Historiadora da moda Faith Cooper
Quem se beneficia quando os elementos estéticos de uma cultura ficam na moda e quem perde? À luz da recente popularidade da cultura chinesa, alguns utilizadores online apontaram o racismo que os membros da diáspora chinesa continuam a enfrentar, tais como as críticas anti-China que muitos sofreram durante a pandemia.
“Depende da dinâmica do poder, da intenção e do contexto”, diz Cooper.
“Se você olhar para os designers europeus através de lentes orientalistas, como as da década de 1920, isso foi uma fantasia estética de usar motivos chineses como combustível decorativo sem envolver a China como um igual criativo contemporâneo.”
No ano passado, temendo uma possível proibição do TikTok, muitos usuários americanos migraram para o aplicativo de mídia social chinês RedNote, que Cooper considera a primeira vez que muitos americanos experimentaram uma cultura de mídia social não ocidental.
“Foi realmente um passo mais amplo desta ideia de um espetáculo exótico através de lentes ocidentais para uma troca entre pares.”
'Quando você sai pela porta, as pessoas te veem de forma diferente'
A designer de Melbourne, Jackie Wu, cresceu em Pequim e mudou-se para a Austrália para estudar moda na RMIT. Ela descreve sua marca, Wackie Ju, como uma “marca multidisciplinar de arte da moda”.
Sua coleção Salvador, que estreou na Australian Fashion Week em 2024 (e parte da qual será exibida no Melbourne Fashion Festival no final deste mês), foi inspirada no Yuanmingyuan de Pequim, ou Antigo Palácio de Verão.

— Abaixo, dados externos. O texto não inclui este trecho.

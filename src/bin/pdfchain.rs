//! CLI binary for pdfchain.
//!
//! Maps flags and environment variables onto `PipelineConfig`, runs one job
//! and prints a summary.

use anyhow::{bail, Context, Result};
use clap::Parser;
use indicatif::{ProgressBar, ProgressStyle};
use pdfchain::pipeline::catalog::choices;
use pdfchain::{
    Artifact, ArtifactType, Database, Job, JobProgressCallback, JobRequest, JobStatus,
    MemoryDatabase, OperationChoice, Orchestrator, PipelineConfig, PipelineState, PresetSelector,
    ProgressCallback, Provider, ReqwestTransport,
};
use std::io;
use std::path::PathBuf;
use std::process::ExitCode;
use std::sync::Arc;
use std::time::Duration;
use tracing::warn;
use tracing_subscriber::EnvFilter;
use uuid::Uuid;

// ── ANSI colour helpers ──────────────────────────────────────────────────────

fn green(s: &str) -> String {
    format!("\x1b[32m{s}\x1b[0m")
}
fn red(s: &str) -> String {
    format!("\x1b[31m{s}\x1b[0m")
}
fn dim(s: &str) -> String {
    format!("\x1b[2m{s}\x1b[0m")
}
fn bold(s: &str) -> String {
    format!("\x1b[1m{s}\x1b[0m")
}
fn cyan(s: &str) -> String {
    format!("\x1b[36m{s}\x1b[0m")
}

// ── CLI progress callback using indicatif ────────────────────────────────────

/// Spinner whose prefix follows the job state, with one line per artifact.
struct CliProgressCallback {
    bar: ProgressBar,
}

impl CliProgressCallback {
    fn new() -> Arc<Self> {
        let bar = ProgressBar::new_spinner();
        let style = ProgressStyle::with_template("{spinner:.cyan} {prefix:.bold}  {msg}  {elapsed:.dim}")
            .unwrap_or_else(|_| ProgressStyle::default_spinner())
            .tick_strings(&["⠋", "⠙", "⠹", "⠸", "⠼", "⠴", "⠦", "⠧", "⠇", "⠏", "⠿"]);
        bar.set_style(style);
        bar.set_prefix("Preparing");
        bar.enable_steady_tick(Duration::from_millis(80));
        Arc::new(Self { bar })
    }
}

impl JobProgressCallback for CliProgressCallback {
    fn on_state_change(&self, _job_id: Uuid, _from: PipelineState, to: PipelineState) {
        let (prefix, msg) = match to {
            s if s.is_terminal() => ("Finishing", "saving results…"),
            PipelineState::Stage1Uploading => ("Stage 1", "uploading to pdf.co…"),
            PipelineState::Stage1Processing => ("Stage 1", "processing…"),
            PipelineState::Stage1Downloaded => ("Stage 1", "downloaded"),
            PipelineState::Stage2Uploading => ("Stage 2", "uploading to convertapi…"),
            PipelineState::Stage2Processing => ("Stage 2", "processing…"),
            PipelineState::Stage2Downloaded => ("Stage 2", "downloaded"),
            _ => ("Preparing", ""),
        };
        self.bar.set_prefix(prefix);
        self.bar.set_message(msg);
    }

    fn on_artifact_saved(&self, step: u8, artifact: &Artifact) {
        self.bar.println(format!(
            "  {} step {}  {}  {}",
            green("✓"),
            step,
            artifact.path.display(),
            dim(&format!("{} bytes", artifact.size_bytes)),
        ));
    }

    fn on_job_finished(&self, job: &Job) {
        self.bar.finish_and_clear();
        match job.status {
            JobStatus::Completed => eprintln!(
                "{} {} completed: {}",
                green("✔"),
                bold(&job.filename),
                job.operations_summary()
            ),
            _ => eprintln!(
                "{} {} failed: {}",
                red("✘"),
                bold(&job.filename),
                red(job.error.as_deref().unwrap_or("unknown error"))
            ),
        }
    }
}

const AFTER_HELP: &str = r#"EXAMPLES:
  # Convert every page to JPG
  pdfchain report.pdf --stage1 convert-to-image

  # JPG pages, then PNG through ConvertAPI
  pdfchain report.pdf --stage1 convert-to-image --stage2 convert-to-png

  # Optimize, then watermark
  pdfchain contract.pdf --stage1 optimize --stage2 watermark --watermark-text DRAFT

  # Show which operations each stage offers
  pdfchain --list-operations

OUTPUT:
  Files are written to <output-dir>/<name>_step<N>_<index>.<ext>
  (default output dir: output/<name>).

ENVIRONMENT VARIABLES:
  PDFCO_API_KEY       PDF.co API key (stage 1)
  CONVERTAPI_TOKEN    ConvertAPI bearer token (stage 2)
  DATABASE_URL        PostgreSQL URL (requires the `postgres` feature)
  EXTERNAL_API_URL    Completion webhook URL
  EXTERNAL_API_KEY    Completion webhook bearer token
"#;

#[derive(Parser, Debug)]
#[command(
    name = "pdfchain",
    version,
    about = "Run a PDF through PDF.co and ConvertAPI and record the results",
    arg_required_else_help = true,
    color = clap::ColorChoice::Auto,
    after_long_help = AFTER_HELP
)]
struct Cli {
    #[arg(required_unless_present = "list_operations")]
    input: Option<PathBuf>,

    /// Stage 1 operation (PDF.co)
    #[arg(long, env = "PDFCHAIN_STAGE1")]
    stage1: Option<OperationChoice>,

    /// Stage 2 operation (ConvertAPI); runs the second stage when set
    #[arg(long, env = "PDFCHAIN_STAGE2")]
    stage2: Option<OperationChoice>,

    #[arg(short, long, env = "PDFCHAIN_OUTPUT_DIR")]
    output_dir: Option<PathBuf>,

    #[arg(long, env = "PDFCHAIN_OUTPUT_ROOT", default_value = "output")]
    output_root: PathBuf,

    #[arg(long, env = "PDFCO_API_KEY", hide_env_values = true)]
    pdfco_key: Option<String>,

    #[arg(long, env = "PDFCO_BASE_URL", default_value = pdfchain::config::DEFAULT_PDFCO_URL)]
    pdfco_url: String,

    #[arg(long, env = "CONVERTAPI_TOKEN", hide_env_values = true)]
    convertapi_token: Option<String>,

    #[arg(long, env = "CONVERTAPI_BASE_URL", default_value = pdfchain::config::DEFAULT_CONVERTAPI_URL)]
    convertapi_url: String,

    #[arg(long, env = "DATABASE_URL", hide_env_values = true)]
    database_url: Option<String>,

    #[arg(long, env = "EXTERNAL_API_URL")]
    webhook_url: Option<String>,

    #[arg(long, env = "EXTERNAL_API_KEY", hide_env_values = true)]
    webhook_token: Option<String>,

    #[arg(long, env = "PDFCHAIN_ATTEMPTS", default_value_t = 3)]
    attempts: u32,

    #[arg(long, env = "PDFCHAIN_RETRY_DELAY_MS", default_value_t = 2000)]
    retry_delay_ms: u64,

    #[arg(long, default_value = "CONFIDENTIAL")]
    watermark_text: String,

    #[arg(long, default_value_t = 90)]
    rotate_degrees: u16,

    #[arg(long, default_value_t = 75,
          value_parser = clap::value_parser!(u8).range(1..=100))]
    image_quality: u8,

    #[arg(long)]
    list_operations: bool,

    #[arg(long)]
    json: bool,

    #[arg(short, long)]
    verbose: bool,

    #[arg(short, long)]
    quiet: bool,
}

#[tokio::main]
async fn main() -> Result<ExitCode> {
    let cli = Cli::parse();

    // ── Logging setup ────────────────────────────────────────────────────
    let show_progress = !cli.quiet && !cli.json && !cli.verbose;
    let filter = if cli.verbose {
        "debug"
    } else if cli.quiet || show_progress {
        "error"
    } else {
        "info"
    };
    tracing_subscriber::fmt()
        .with_env_filter(
            EnvFilter::try_from_default_env().unwrap_or_else(|_| EnvFilter::new(filter)),
        )
        .with_writer(io::stderr)
        .init();

    if cli.list_operations {
        print_operations();
        return Ok(ExitCode::SUCCESS);
    }
    let Some(input) = cli.input.clone() else {
        bail!("an input PDF is required");
    };
    if cli.stage1.is_none() {
        bail!("--stage1 is required; see --list-operations");
    }

    // ── Build config ─────────────────────────────────────────────────────
    let progress_cb: Option<ProgressCallback> = if show_progress {
        Some(CliProgressCallback::new() as Arc<dyn JobProgressCallback>)
    } else {
        None
    };
    let config = build_config(&cli, progress_cb)?;

    let database = open_database(&cli)?;
    let orchestrator = Orchestrator::new(
        config,
        Arc::new(ReqwestTransport::new().context("Failed to create HTTP client")?),
        database,
        Arc::new(PresetSelector::new(cli.stage1, cli.stage2)),
    );
    if let Err(e) = orchestrator.init_store().await {
        warn!("Result store initialisation failed: {e}");
    }

    // ── Run ──────────────────────────────────────────────────────────────
    let mut request = JobRequest::new(input).second_stage(cli.stage2.is_some());
    if let Some(ref dir) = cli.output_dir {
        request = request.output_dir(dir);
    }
    let outcome = orchestrator.run(&request).await.context("Job rejected")?;

    if cli.json {
        println!(
            "{}",
            serde_json::to_string_pretty(&outcome).context("Failed to serialise outcome")?
        );
    } else if !cli.quiet {
        if !show_progress {
            eprintln!(
                "{} {}: {}",
                if outcome.is_completed() { green("✔") } else { red("✘") },
                outcome.job.filename,
                outcome.job.status.as_str()
            );
            if let Some(ref err) = outcome.job.error {
                eprintln!("   {}", red(err));
            }
        }
        eprintln!(
            "   {} artifacts  {} bytes  {:.1}s  →  {}",
            outcome.artifact_count(),
            outcome.total_size_bytes(),
            outcome.elapsed_ms as f64 / 1000.0,
            bold(&outcome.job.output_dir.display().to_string()),
        );
        match outcome.record_id {
            Some(id) => eprintln!("   {}", dim(&format!("recorded as job #{id}"))),
            None => eprintln!("   {}", cyan("⚠ job was not recorded in the database")),
        }
    }

    Ok(if outcome.is_completed() {
        ExitCode::SUCCESS
    } else {
        ExitCode::FAILURE
    })
}

fn build_config(cli: &Cli, progress_cb: Option<ProgressCallback>) -> Result<PipelineConfig> {
    let mut builder = PipelineConfig::builder()
        .pdfco(&cli.pdfco_url, cli.pdfco_key.clone().unwrap_or_default())
        .convertapi(&cli.convertapi_url, cli.convertapi_token.clone().unwrap_or_default())
        .output_root(&cli.output_root)
        .max_attempts(cli.attempts)
        .retry_delay_ms(cli.retry_delay_ms)
        .watermark_text(&cli.watermark_text)
        .rotate_degrees(cli.rotate_degrees)
        .image_quality(cli.image_quality);

    if let Some(ref url) = cli.webhook_url {
        builder = builder.webhook(url, cli.webhook_token.clone());
    }
    if let Some(cb) = progress_cb {
        builder = builder.progress_callback(cb);
    }

    builder.build().context("Invalid configuration")
}

#[cfg(feature = "postgres")]
fn open_database(cli: &Cli) -> Result<Arc<dyn Database>> {
    match cli.database_url {
        Some(ref url) => Ok(Arc::new(pdfchain::PgDatabase::new(url))),
        None => {
            warn!("DATABASE_URL not set; results are kept in memory only");
            Ok(Arc::new(MemoryDatabase::new()))
        }
    }
}

#[cfg(not(feature = "postgres"))]
fn open_database(cli: &Cli) -> Result<Arc<dyn Database>> {
    if cli.database_url.is_some() {
        warn!("DATABASE_URL ignored: built without the `postgres` feature");
    }
    Ok(Arc::new(MemoryDatabase::new()))
}

fn print_operations() {
    for (step, provider) in [(1, Provider::PdfCo), (2, Provider::ConvertApi)] {
        println!("{}", bold(&format!("Stage {step} ({provider})")));
        for input in [ArtifactType::Pdf, ArtifactType::Image, ArtifactType::Docx] {
            let offered = choices(provider, input);
            if offered.is_empty() {
                continue;
            }
            println!("  {} input:", input);
            for choice in offered {
                println!("    {:<18} {}", choice.id(), dim(choice.label()));
            }
        }
    }
}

Durante a Segunda Guerra do Ópio, o palácio foi saqueado e queimado pelas forças britânicas e francesas.
Para Jackie, que cresceu visitando Yuanmingyuan, o que resta do palácio é uma bela celebração do híbrido da arquitetura chinesa e barroca.
“Historicamente, a invasão caracterizou-se por salvar civis inocentes das, entre aspas, mãos 'más' da dinastia Qing”, diz ele, observando o “complexo de salvador branco” que ainda hoje existe nas representações negativas da China nos meios de comunicação.
Embora ele diga que a crescente consciência da sua cultura é bonita de se testemunhar, ela também é complexa, devido à história colonial da China e às fantasias imperiais.
Sua coleção Salvador foi a primeira vez que ela fez referência explícita à sua herança em seu trabalho, algo que muitas vezes se espera que os designers chineses façam no Ocidente.
“No início da minha carreira, tive algumas oportunidades de ser reconhecida apenas como pessoa trans ou chinesa”, diz ela.
“Você é apenas você, faz o que faz e vive autenticamente. Mas quando você sai pela porta, as pessoas o veem como diferente, e essa é a separação.”
'Se eu pudesse tornar isso tangível, eu poderia entender'
A designer de Sydney, Xixi Wu, mudou-se para a Austrália quando tinha cinco anos.
“Ao crescer, sempre me senti presa entre culturas – não exatamente australiana, mas também não exatamente chinesa… essa sensação de estar no meio moldou a forma como eu entendia a identidade desde tenra idade”, diz ela.
Estudando têxteis na Universidade de Tecnologia, Xixi inicialmente evitou referir-se à sua herança.
“Evitei referências têxteis ou cores (como quilting, patchwork, golas mandarim, o uso do vermelho) que vejo e identifico como chinesas porque me lembravam da minha educação. Senti uma pressão para rejeitá-las por causa das conotações negativas que associei a elas, como 'antiquado' e 'atrasado'.”
Suas peças contemporâneas de pronto-a-vestir combinam silhuetas e técnicas chinesas com ocidentais.
“Na cultura chinesa, as roupas são mais planas e modestas. Servem para esconder o corpo, enquanto na cultura ocidental é mais uma questão de individualidade… então é sobre como brincar com essas ideias, talvez uma jaqueta, mas com fendas mais altas, ou talvez mais curtas”, diz ela.
Os seus designs, vendidos sob a marca homónima Xi Wu Studio, personificam esta reconciliação entre o Oriente e o Ocidente.
“O Xi Wu Studio começou como uma forma de dar sentido à minha identidade bicultural”, diz ele. “O design era o método de negociação interna onde, se você pudesse torná-lo tangível, você poderia entendê-lo.”